Records provided =>
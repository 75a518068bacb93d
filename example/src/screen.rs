//! The action plan screen: checklist plus progress circle.

use std::time::Duration;

use anyhow::Result;
use sejahtera_components::{
    pipelines::render_svg,
    progress_circle::{ProgressCircle, ProgressCircleArgs, TransitionPhase},
    theme::PlanTheme,
};
use sejahtera_ui::FrameClock;
use tracing::{debug, info, warn};

use crate::plan::ActionPlan;

/// Host of the progress circle. Owns the checklist and feeds its
/// completion ratio to the circle on every change.
pub struct PlanScreen {
    plan: ActionPlan,
    circle: ProgressCircle,
    clock: FrameClock,
}

impl PlanScreen {
    /// `labeled` selects the dashboard widget with the percentage label.
    pub fn new(plan: ActionPlan, labeled: bool) -> Self {
        let args = if labeled {
            ProgressCircleArgs::themed(&PlanTheme::dashboard()).show_label(true)
        } else {
            ProgressCircleArgs::default()
        };
        let circle = ProgressCircle::new(args.progress(plan.completion_ratio()));
        Self {
            plan,
            circle,
            clock: FrameClock::new(),
        }
    }

    pub fn plan(&self) -> &ActionPlan {
        &self.plan
    }

    pub fn circle(&self) -> &ProgressCircle {
        &self.circle
    }

    pub fn toggle(&mut self, id: &str) -> Result<()> {
        self.plan.toggle(id)?;
        self.circle
            .set_progress(self.plan.completion_ratio(), &mut self.clock);
        Ok(())
    }

    /// Runs one display frame.
    pub fn frame(&mut self, frame_nanos: u64) {
        self.clock.tick(frame_nanos);
    }

    pub fn is_animating(&self) -> bool {
        self.clock.has_pending()
    }

    pub fn render_svg(&self) -> Result<String> {
        Ok(render_svg(&self.circle.render())?)
    }
}

/// A mid-flight change of the target.
#[derive(Debug, Clone, Copy, PartialEq)]
pub struct Retarget {
    pub at: Duration,
    pub to: f32,
}

/// One simulated frame.
#[derive(Debug, Clone, Copy, PartialEq)]
pub struct FrameSample {
    pub elapsed: Duration,
    pub displayed: f32,
    pub target: f32,
    pub phase: TransitionPhase,
}

/// Longest stretch of time a simulation covers.
pub const MAX_SIMULATION: Duration = Duration::from_secs(60);

/// Drives a progress circle from `from` to `to` at `fps` frames per second
/// until it settles, optionally changing the target mid-flight.
///
/// Retargets later than [`MAX_SIMULATION`] are ignored, and no frame is
/// simulated past it.
pub fn simulate_transition(
    from: f32,
    to: f32,
    retarget: Option<Retarget>,
    fps: u32,
) -> Vec<FrameSample> {
    let frame = Duration::from_secs(1) / fps.max(1);
    let mut clock = FrameClock::new();
    let mut circle = ProgressCircle::new(ProgressCircleArgs::default().progress(from));
    let mut pending_retarget = retarget.filter(|retarget| {
        let in_range = retarget.at <= MAX_SIMULATION;
        if !in_range {
            warn!(at = ?retarget.at, "ignoring retarget past the simulated window");
        }
        in_range
    });
    circle.set_progress(to, &mut clock);
    info!(from, to, ?frame, "simulating progress transition");

    let mut samples = Vec::new();
    let mut elapsed = Duration::ZERO;
    loop {
        if let Some(retarget) = pending_retarget.filter(|r| elapsed >= r.at) {
            debug!(at = ?retarget.at, to = retarget.to, "retargeting mid-flight");
            circle.set_progress(retarget.to, &mut clock);
            pending_retarget = None;
        }
        clock.tick(u64::try_from(elapsed.as_nanos()).unwrap_or(u64::MAX));
        samples.push(FrameSample {
            elapsed,
            displayed: circle.displayed_progress(),
            target: circle.target(),
            phase: circle.phase(),
        });
        let idle = !clock.has_pending() && pending_retarget.is_none();
        if idle || elapsed >= MAX_SIMULATION {
            break;
        }
        elapsed += frame;
    }
    samples
}

#[cfg(test)]
mod tests {
    use super::*;

    #[test]
    fn toggling_a_task_animates_the_circle() {
        let mut screen = PlanScreen::new(ActionPlan::sample(), false);
        screen.toggle("1").unwrap();
        assert!(screen.is_animating());
        assert!((screen.circle().target() - 2.0 / 6.0).abs() < 1e-6);

        screen.frame(0);
        screen.frame(400_000_000);
        assert!(!screen.is_animating());
        assert_eq!(screen.circle().displayed_progress(), screen.circle().target());
    }

    #[test]
    fn labeled_screen_renders_percentage() {
        let screen = PlanScreen::new(ActionPlan::sample().with_completed(3), true);
        let svg = screen.render_svg().unwrap();
        assert!(svg.contains(">50%</text>"));
        assert!(svg.contains(">Completed</text>"));
    }

    #[test]
    fn simulation_ends_settled_at_target() {
        let samples = simulate_transition(0.0, 1.0, None, 60);
        let last = samples.last().unwrap();
        assert_eq!(last.displayed, 1.0);
        assert_eq!(last.phase, TransitionPhase::Settled);
        assert!(samples.len() >= 18);
    }

    #[test]
    fn simulated_retarget_never_resets() {
        let retarget = Retarget {
            at: Duration::from_millis(150),
            to: 0.8,
        };
        let samples = simulate_transition(0.0, 0.2, Some(retarget), 60);
        for pair in samples.windows(2) {
            assert!(pair[1].displayed >= pair[0].displayed);
        }
        assert_eq!(samples.last().unwrap().displayed, 0.8);
    }

    #[test]
    fn distant_retarget_is_ignored() {
        let retarget = Retarget {
            at: Duration::from_secs(3_600),
            to: 0.1,
        };
        let samples = simulate_transition(0.0, 1.0, Some(retarget), 60);
        assert_eq!(samples.len(), simulate_transition(0.0, 1.0, None, 60).len());
        assert_eq!(samples.last().unwrap().displayed, 1.0);
    }

    #[test]
    fn simulation_stops_at_the_window_edge() {
        let retarget = Retarget {
            at: MAX_SIMULATION,
            to: 0.5,
        };
        let samples = simulate_transition(0.0, 1.0, Some(retarget), 1);
        let last = samples.last().unwrap();
        assert!(last.elapsed <= MAX_SIMULATION + Duration::from_secs(1));
        assert_eq!(last.target, 0.5);
    }
}
//! Easing curves for time-based transitions.

/// Maps linear time progress in `[0.0, 1.0]` to eased progress.
#[derive(Debug, Clone, Copy, PartialEq, Default)]
pub enum Easing {
    /// No easing.
    Linear,
    /// Cubic ease-in-out.
    #[default]
    CubicInOut,
    /// A CSS-style cubic Bézier timing curve through `(0, 0)`, `(x1, y1)`,
    /// `(x2, y2)` and `(1, 1)`.
    CubicBezier {
        /// First control point, x.
        x1: f32,
        /// First control point, y.
        y1: f32,
        /// Second control point, x.
        x2: f32,
        /// Second control point, y.
        y2: f32,
    },
}

impl Easing {
    /// The CSS `ease-in-out` timing function.
    pub const EASE_IN_OUT: Easing = Easing::CubicBezier {
        x1: 0.42,
        y1: 0.0,
        x2: 0.58,
        y2: 1.0,
    };

    /// Eases `progress`, clamped to `[0.0, 1.0]`.
    pub fn transform(self, progress: f32) -> f32 {
        let t = if progress.is_nan() {
            0.0
        } else {
            progress.clamp(0.0, 1.0)
        };
        match self {
            Easing::Linear => t,
            Easing::CubicInOut => cubic_in_out(t),
            Easing::CubicBezier { x1, y1, x2, y2 } => cubic_bezier_easing(t, x1, y1, x2, y2),
        }
    }
}

fn cubic_in_out(t: f32) -> f32 {
    if t < 0.5 {
        4.0 * t * t * t
    } else {
        1.0 - (-2.0 * t + 2.0).powi(3) / 2.0
    }
}

fn cubic_bezier(t: f32, a: f32, b: f32, c: f32, d: f32) -> f32 {
    let u = 1.0 - t;
    (u * u * u * a) + (3.0 * u * u * t * b) + (3.0 * u * t * t * c) + (t * t * t * d)
}

fn cubic_bezier_easing(x: f32, x1: f32, y1: f32, x2: f32, y2: f32) -> f32 {
    let mut lo = 0.0;
    let mut hi = 1.0;
    let mut t = x;

    // bisect for the curve parameter whose x matches
    for _ in 0..16 {
        let mid = (lo + hi) * 0.5;
        if cubic_bezier(mid, 0.0, x1, x2, 1.0) < x {
            lo = mid;
        } else {
            hi = mid;
        }
        t = mid;
    }

    cubic_bezier(t, 0.0, y1, y2, 1.0).clamp(0.0, 1.0)
}

pub(crate) fn lerp(a: f32, b: f32, t: f32) -> f32 {
    a + (b - a) * t
}
use embassy_futures::block_on;
use embassy_sync::blocking_mutex::raw::NoopRawMutex;
use waypoint_tracker::tracker::config::ReconnectPolicy;
use waypoint_tracker::tracker::geofence::EARTH_RADIUS_KM;
use waypoint_tracker::tracker::ports::ModemProfile;
use waypoint_tracker::tracker::sim::{MemoryIo, SimAudio, SimClock, SimModem};
use waypoint_tracker::tracker::{
    BootContext, ConnectivityError, Fix, LinkState, PositionBuffer, PowerDecision, Tracker,
    TrackerConfig, Waypoint,
};

const FIRST_LAT: f64 = 50.0;
const FIRST_LON: f64 = 14.0;
const NOW: u64 = 1_700_000_000;

fn meters_north(meters: f64) -> f64 {
    FIRST_LAT + meters / (EARTH_RADIUS_KM * 1000.0) * 180.0 / std::f64::consts::PI
}

fn two_stop_route() -> TrackerConfig {
    TrackerConfig::default()
        .with_tracker_id(3)
        .with_topic("tracker/3/position")
        .unwrap()
        .with_arrival_radius_m(100.0)
        .with_minimal_accuracy_m(30.0)
        .with_waypoint(Waypoint::new(10, FIRST_LAT, FIRST_LON, "first.mp3").unwrap())
        .unwrap()
        .with_waypoint(Waypoint::new(11, FIRST_LAT + 0.01, FIRST_LON, "second.mp3").unwrap())
        .unwrap()
}

fn fix_at(meters: f64, ts: u64) -> Fix {
    Fix::new(meters_north(meters), FIRST_LON, 240.0, ts)
}

#[test]
fn route_progress_with_offline_replay() {
    let config = two_stop_route();
    let buffer = PositionBuffer::<NoopRawMutex>::for_timings(
        config.reconnect_timeout_s,
        config.duty_cycle_s,
    );
    let mut tracker = Tracker::boot(&config, MemoryIo::new(), &buffer, BootContext::cold());
    let mut modem = SimModem::new(ModemProfile::Sim7000g);
    let mut clock = SimClock::new();
    let mut audio = SimAudio::new();

    // 200 m short of the first waypoint.
    modem.push_fix(fix_at(200.0, NOW), 5.0);
    let first = block_on(tracker.run_cycle(&mut modem, &mut clock, &mut audio));
    assert!(first.reached.is_none());
    assert_eq!(first.sent, 1);
    assert_eq!(first.decision, PowerDecision::Sleep);
    assert_eq!(tracker.visited_waypoint_count(), 0);

    // 10 m away with good accuracy.
    modem.push_fix(fix_at(10.0, NOW + 60), 5.0);
    let second = block_on(tracker.run_cycle(&mut modem, &mut clock, &mut audio));
    let reached = second.reached.expect("arrival at the first waypoint");
    assert_eq!(reached.waypoint.id, 10);
    assert!(reached.persisted);
    assert_eq!(tracker.visited_waypoint_count(), 1);
    assert_eq!(audio.announced.len(), 1);
    assert_eq!(audio.announced[0].as_str(), "first.mp3");

    // The broker drops the next publish: the fix waits in the buffer.
    modem.script_publish(false);
    modem.push_fix(fix_at(40.0, NOW + 120), 5.0);
    let third = block_on(tracker.run_cycle(&mut modem, &mut clock, &mut audio));
    assert_eq!(third.sent, 0);
    assert_eq!(third.buffered, 1);
    assert!(third.reached.is_none());

    // Next cycle sends the fresh fix and replays the buffered one.
    modem.push_fix(fix_at(60.0, NOW + 180), 5.0);
    let fourth = block_on(tracker.run_cycle(&mut modem, &mut clock, &mut audio));
    assert_eq!(fourth.sent, 2);
    assert_eq!(fourth.buffered, 0);
    assert!(buffer.is_empty());
    assert_eq!(tracker.visited_waypoint_count(), 1);

    assert_eq!(modem.published.len(), 4);
    assert!(modem.published[3].contains(&format!("\"timestamp\":{}", NOW + 120)));
    assert!(modem.published[3].contains("\"visited_waypoints\":1"));

    // Power loss: a fresh boot resumes at the second waypoint.
    let io = tracker.into_persistence();
    let rebooted = Tracker::boot(&config, io, &buffer, BootContext::timer_wake());
    assert_eq!(rebooted.visited_waypoint_count(), 1);
}

#[test]
fn low_accuracy_fix_is_neither_checked_nor_sent() {
    let config = two_stop_route();
    let buffer = PositionBuffer::<NoopRawMutex>::new(4);
    let mut tracker = Tracker::boot(&config, MemoryIo::new(), &buffer, BootContext::cold());
    let mut modem = SimModem::new(ModemProfile::Sim7000g);
    let mut clock = SimClock::new();
    let mut audio = SimAudio::new();

    modem.push_fix(fix_at(0.0, NOW), 80.0);
    let report = block_on(tracker.run_cycle(&mut modem, &mut clock, &mut audio));
    assert_eq!(report.fix_error, Some(ConnectivityError::AccuracyTooLow));
    assert!(report.reached.is_none());
    assert_eq!(report.sent, 0);
    assert_eq!(report.buffered, 0);
    assert_eq!(modem.stats.fix_reads, 1);
    assert_eq!(modem.pending_fixes(), 0);
    assert_eq!(tracker.visited_waypoint_count(), 0);
}

#[test]
fn out_of_range_fix_is_never_buffered() {
    let config = two_stop_route();
    let buffer = PositionBuffer::<NoopRawMutex>::new(4);
    let mut tracker = Tracker::boot(&config, MemoryIo::new(), &buffer, BootContext::cold());
    let mut modem = SimModem::new(ModemProfile::Sim7000g);
    let mut clock = SimClock::new();
    let mut audio = SimAudio::new();

    for _ in 0..4 {
        modem.push_fix(Fix::new(123.0, FIRST_LON, 0.0, NOW), 5.0);
    }
    let report = block_on(tracker.run_cycle(&mut modem, &mut clock, &mut audio));
    assert_eq!(
        report.fix_error,
        Some(ConnectivityError::CoordinatesOutOfRange)
    );
    assert_eq!(report.buffered, 0);
    assert_eq!(report.decision, PowerDecision::Restart);
}

#[test]
fn dead_network_buffers_fix_and_restarts() {
    let config = two_stop_route().with_reconnect_policy(ReconnectPolicy {
        attempt_budget: 3,
        ..ReconnectPolicy::default()
    });
    let buffer = PositionBuffer::<NoopRawMutex>::new(4);
    let mut tracker = Tracker::boot(&config, MemoryIo::new(), &buffer, BootContext::cold());
    let mut modem = SimModem::new(ModemProfile::Sim868);
    modem.network_available = false;
    let mut clock = SimClock::new();
    let mut audio = SimAudio::new();

    modem.push_fix(fix_at(5_000.0, NOW), 5.0);
    let report = block_on(tracker.run_cycle(&mut modem, &mut clock, &mut audio));
    assert_eq!(report.link_error, Some(ConnectivityError::NetworkUnavailable));
    assert_eq!(modem.stats.network_waits, 3);
    assert_eq!(report.buffered, 1);
    assert_eq!(tracker.buffered(), 1);
    assert_eq!(tracker.link_state(), LinkState::Degraded);
    // Restart wins even though the device is far from any waypoint.
    assert_eq!(report.decision, PowerDecision::Restart);
    assert_eq!(modem.stats.low_power_entries, 0);
}

#[test]
fn broker_rejecting_every_publish_ends_in_restart() {
    let config = two_stop_route();
    let buffer = PositionBuffer::<NoopRawMutex>::new(4);
    let mut tracker = Tracker::boot(&config, MemoryIo::new(), &buffer, BootContext::cold());
    let mut modem = SimModem::new(ModemProfile::Sim7000g);
    let mut clock = SimClock::new();
    let mut audio = SimAudio::new();
    let budget = ReconnectPolicy::default().attempt_budget;

    let mut decisions = Vec::new();
    for step in 0..u64::from(budget) {
        // Close enough to the first waypoint to keep the device awake.
        modem.push_fix(fix_at(130.0, NOW + step * 30), 5.0);
        modem.script_publish(false);
        let report = block_on(tracker.run_cycle(&mut modem, &mut clock, &mut audio));
        decisions.push(report.decision);
    }

    let (last, earlier) = decisions.split_last().expect("at least one cycle");
    assert!(earlier.iter().all(|d| *d == PowerDecision::StayAwake));
    assert_eq!(*last, PowerDecision::Restart);
    assert_eq!(tracker.link_state(), LinkState::Degraded);
    assert_eq!(modem.stats.session_opens, u32::from(budget));
    assert_eq!(modem.stats.publishes, u32::from(budget));
    assert_eq!(tracker.buffered(), buffer.capacity());
    assert!(modem.published.is_empty());
}

#[test]
fn near_waypoint_keeps_device_awake() {
    let config = two_stop_route();
    let buffer = PositionBuffer::<NoopRawMutex>::new(4);
    let mut tracker = Tracker::boot(&config, MemoryIo::new(), &buffer, BootContext::cold());
    let mut modem = SimModem::new(ModemProfile::Sim7000g);
    let mut clock = SimClock::new();
    let mut audio = SimAudio::new();

    modem.push_fix(fix_at(130.0, NOW), 5.0);
    let report = block_on(tracker.run_cycle(&mut modem, &mut clock, &mut audio));
    assert!(report.reached.is_none());
    assert_eq!(report.decision, PowerDecision::StayAwake);
    assert_eq!(modem.stats.low_power_entries, 0);
}

#[test]
fn buffer_keeps_only_recent_fixes_while_offline() {
    let config = two_stop_route();
    let buffer = PositionBuffer::<NoopRawMutex>::new(2);
    let mut tracker = Tracker::boot(&config, MemoryIo::new(), &buffer, BootContext::timer_wake());
    let mut modem = SimModem::new(ModemProfile::Sim7000g);
    modem.broker_available = false;
    let mut clock = SimClock::new();
    let mut audio = SimAudio::new();

    for step in 0..3u64 {
        modem.push_fix(fix_at(5_000.0, NOW + step * 60), 5.0);
        block_on(tracker.run_cycle(&mut modem, &mut clock, &mut audio));
        assert!(buffer.len() <= buffer.capacity());
    }
    assert_eq!(buffer.dequeue_next().map(|f| f.epoch_seconds), Some(NOW + 120));
    assert_eq!(buffer.dequeue_next().map(|f| f.epoch_seconds), Some(NOW + 60));
    assert!(buffer.is_empty());
}
//! Target-independent tracker core: route progress, the offline replay
//! buffer, layered link recovery and the per-cycle power decision.

pub mod buffer;
pub mod checkpoint;
pub mod config;
pub mod connectivity;
pub mod geofence;
pub mod orchestrator;
pub mod policy;
pub mod ports;
pub mod report;
pub mod sim;
pub mod telemetry;
pub mod types;

pub use buffer::PositionBuffer;
pub use checkpoint::{Checkpoint, CheckpointStore, StorageRegion};
pub use config::TrackerConfig;
pub use connectivity::{Connectivity, ConnectivityError, LinkState};
pub use geofence::GeofenceTracker;
pub use orchestrator::{CycleReport, Tracker};
pub use policy::SleepPolicy;
pub use types::{BootContext, Fix, PowerDecision, WakeReason, Waypoint, WaypointReached};
use esp_storage::FlashStorage;

use crate::tracker::checkpoint::StorageRegion;

pub type FlashCheckpointIo<'d> = StorageRegion<FlashStorage<'d>>;

/// Checkpoint record in the last flash sector.
pub fn checkpoint_io(flash_peripheral: esp_hal::peripherals::FLASH<'_>) -> FlashCheckpointIo<'_> {
    let flash = FlashStorage::new(flash_peripheral).multicore_auto_park();
    StorageRegion::last_sector(flash, FlashStorage::SECTOR_SIZE)
}
//! Seams between the tracker core and the hardware it drives.
//!
//! The core never owns a UART, a flash chip or a timer. It is handed `&mut`
//! access to implementations of these traits for the duration of one duty
//! cycle.

use core::fmt;

use super::config::{ApnSettings, CHECKPOINT_RECORD_LEN};
use super::types::{FixError, FixReading, Timestamp};

pub type CheckpointRecord = [u8; CHECKPOINT_RECORD_LEN];

pub trait LocationProvider {
    async fn acquire_fix(&mut self) -> Result<FixReading, FixError>;
    async fn network_time(&mut self) -> Option<Timestamp>;
    async fn enter_low_power(&mut self);
    async fn wake(&mut self);
}

/// MQTT delivery guarantee requested for a publish.
#[derive(Clone, Copy, Debug, PartialEq, Eq)]
pub enum Qos {
    AtMostOnce,
    AtLeastOnce,
}

impl Qos {
    pub const fn level(self) -> u8 {
        match self {
            Self::AtMostOnce => 0,
            Self::AtLeastOnce => 1,
        }
    }
}

pub trait MessageTransport {
    async fn is_session_ready(&mut self) -> bool;
    async fn publish(&mut self, topic: &str, message: &str, qos: Qos) -> bool;
}

#[derive(Clone, Copy, Debug, PartialEq, Eq)]
pub enum RadioMode {
    GsmOnly,
    LteCatM,
}

#[derive(Clone, Copy, Debug, PartialEq, Eq)]
pub enum ReceiverStart {
    Hot,
    Cold,
}

/// Capabilities that differ between the supported cellular modules.
#[derive(Clone, Copy, Debug, PartialEq, Eq)]
pub enum ModemProfile {
    Sim7000g,
    Sim868,
}

impl ModemProfile {
    pub const fn as_str(self) -> &'static str {
        match self {
            Self::Sim7000g => "sim7000g",
            Self::Sim868 => "sim868",
        }
    }

    pub const fn radio_mode(self) -> RadioMode {
        match self {
            Self::Sim7000g => RadioMode::LteCatM,
            Self::Sim868 => RadioMode::GsmOnly,
        }
    }

    pub const fn supports_assistance(self) -> bool {
        matches!(self, Self::Sim7000g)
    }
}

#[derive(Clone, Copy, Debug, PartialEq, Eq)]
pub struct SessionSettings<'a> {
    pub host: &'a str,
    pub port: u16,
    pub client_id: &'a str,
    pub keep_alive_s: u32,
    pub clean_session: bool,
}

/// Full modem surface used by the link machine. One implementation per
/// cellular module; the backend is picked by whoever constructs it.
pub trait Modem: LocationProvider + MessageTransport {
    fn profile(&self) -> ModemProfile;

    async fn is_network_attached(&mut self) -> bool;
    async fn power_cycle(&mut self) -> bool;
    async fn select_radio_mode(&mut self, mode: RadioMode) -> bool;
    async fn wait_for_network(&mut self, timeout_ms: u32) -> bool;
    async fn attach_data(&mut self, apn: &ApnSettings) -> bool;

    async fn is_positioning_locked(&mut self) -> bool;
    async fn enable_receiver(&mut self) -> bool;
    async fn refresh_assistance(&mut self) -> bool;
    async fn start_receiver(&mut self, start: ReceiverStart);
    async fn poll_fix(&mut self) -> bool;

    async fn open_session(&mut self, session: &SessionSettings<'_>) -> bool;
}

pub trait AudioActivity {
    fn is_busy(&self) -> bool;
    fn announce(&mut self, trigger_payload: &str);
}

pub trait Clock {
    fn now_ms(&self) -> u64;
    async fn sleep_ms(&mut self, ms: u32);
}

#[derive(Clone, Copy, Debug, PartialEq, Eq)]
pub enum PersistError {
    Read,
    Write,
}

impl PersistError {
    pub const fn as_str(self) -> &'static str {
        match self {
            Self::Read => "read",
            Self::Write => "write",
        }
    }
}

impl fmt::Display for PersistError {
    fn fmt(&self, f: &mut fmt::Formatter<'_>) -> fmt::Result {
        f.write_str(self.as_str())
    }
}

/// Raw storage for the single checkpoint record. `Ok(None)` means the slot
/// was never written or has been erased.
pub trait PersistenceIo {
    fn load(&mut self) -> Result<Option<CheckpointRecord>, PersistError>;
    fn save(&mut self, record: &CheckpointRecord) -> Result<(), PersistError>;
    fn erase(&mut self) -> Result<(), PersistError>;
}

impl<T: PersistenceIo + ?Sized> PersistenceIo for &mut T {
    fn load(&mut self) -> Result<Option<CheckpointRecord>, PersistError> {
        (**self).load()
    }

    fn save(&mut self, record: &CheckpointRecord) -> Result<(), PersistError> {
        (**self).save(record)
    }

    fn erase(&mut self) -> Result<(), PersistError> {
        (**self).erase()
    }
}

Problem to work on => Reading through the preceding records, tally each line that holds the word "ActionPlan" and give the tally by itself.

Your response => 6